Este libro se sitúa entre una serie de obras dedicadas al Espíritu Santo. Se pretende estudiar el Espíritu Santo por medio de sus obras. Esas obras enuncian por medio de conceptos propiamente cristianos, aunque hayan sido preparados más o menos profundamente por filosofías anteriores: los conceptos de “acción” , “palabra” , “libertad” . Ahora viene el concepto de “pueblo”, que representa también una creación típica del Espíritu y una realidad básica del cristianismo. El “pueblo” es creación cristiana o judeocristiana. Tiene su origen en la Biblia.
Parece increíble que uno de los argumentos invocados para eliminar el concepto de “pueblo de Dios” haya sido el de que la categoría de pueblo era demasiado sociológica. Es significativo que la sociología practicante nunca usa el concepto de pueblo y teme usarlo . ¿Por qué este temor? Justamente porque se trata del concepto bíblico y los sociólogos no están de buena gana en medio de los conceptos bíblicos que responden a otras maneras de percibir la realidad – manera no científica mas espiritual.

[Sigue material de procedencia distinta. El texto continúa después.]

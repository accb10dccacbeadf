//! Fixture texts and request builders.

#![allow(dead_code)]

use faxdesk::{FaxCategory, ReviewAction, ReviewRequest};

/// Long enough to pass the minimum text check, no urgency keywords.
pub const INVOICE_TEXT: &str = "Invoice #4411 from Northside Imaging for services rendered \
                                on 12 March, payable within 30 days.";

pub const URGENT_TEXT: &str = "URGENT: patient requires callback regarding abnormal potassium \
                               level, please contact the ordering physician today.";

pub const SHORT_TEXT: &str = "blank page";

/// Builder for `ReviewRequest`.
pub struct ReviewRequestBuilder {
    request: ReviewRequest,
}

impl ReviewRequestBuilder {
    pub fn approve() -> Self {
        Self {
            request: ReviewRequest::approve(None),
        }
    }

    pub fn override_action() -> Self {
        Self {
            request: ReviewRequest {
                action: ReviewAction::Override,
                category: None,
                reason: None,
                reviewer: None,
            },
        }
    }

    pub fn category(mut self, category: FaxCategory) -> Self {
        self.request.category = Some(category);
        self
    }

    pub fn reason(mut self, reason: &str) -> Self {
        self.request.reason = Some(reason.to_string());
        self
    }

    pub fn reviewer(mut self, reviewer: &str) -> Self {
        self.request.reviewer = Some(reviewer.to_string());
        self
    }

    pub fn build(self) -> ReviewRequest {
        self.request
    }
}

/// Distinct fixture text per index, so content hashes differ.
pub fn invoice_text(n: usize) -> String {
    format!("{} Reference {}.", INVOICE_TEXT, n)
}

El concepto de “pueblo”, es concepto espiritual, no científico. Es significativo que ni las filosofías ni las ciencias humanas dieron mucha importancia a este concepto. El “pueblo” es una realidad cristiana fundamental. Al eliminar del mensaje oficial la noción de “pueblo de Dios” el Sínodo cortó el tejido de la teología de la Iglesia y creó un vacío terrible cuyas repercusiones se hacen sentir en todas las áreas de vida cristiana, y sobre todo en las relaciones entre la Iglesia y el mundo. El concepto de “pueblo” es tan fundamental para el cristianismo como el concepto de “libertad”, de “palabra” o de “actuar”.
Dejemos para los historiadores futuros la tarea de explicar cómo y por qué el Sínodo de 1985 se dejó llevar de tal manera por la obsesión del marxismo que lo descubrió hasta en los conceptos más bíblicos, y renegó la obra del Vaticano II bajo el pretexto de salvarla.
Es nuestra convicción que un retorno al Vaticano II incluye en primer lugar una rehabilitación del concepto de “pueblo de Dios” en la eclesiología, en el lugar que le compete. Este concepto no es suficiente para expresar todos los aspectos de la Iglesia, evidentemente. Sin embargo expresa – y solamente el puede expresar – algo que es fundamental para el futuro del cristianismo en la nueva humanidad que está naciendo en el Tercer Mundo. Es exactamente este aspecto el objeto de este estudio. La pregunta es: ¿qué (cosa) en el concepto de “pueblo de Dios” es imprescindible en la evangelización en el Tercer Mundo?
“O Povo de Deus” / José Comblin, Ed. Paulus, Sao Paulo, Brasil, 2002.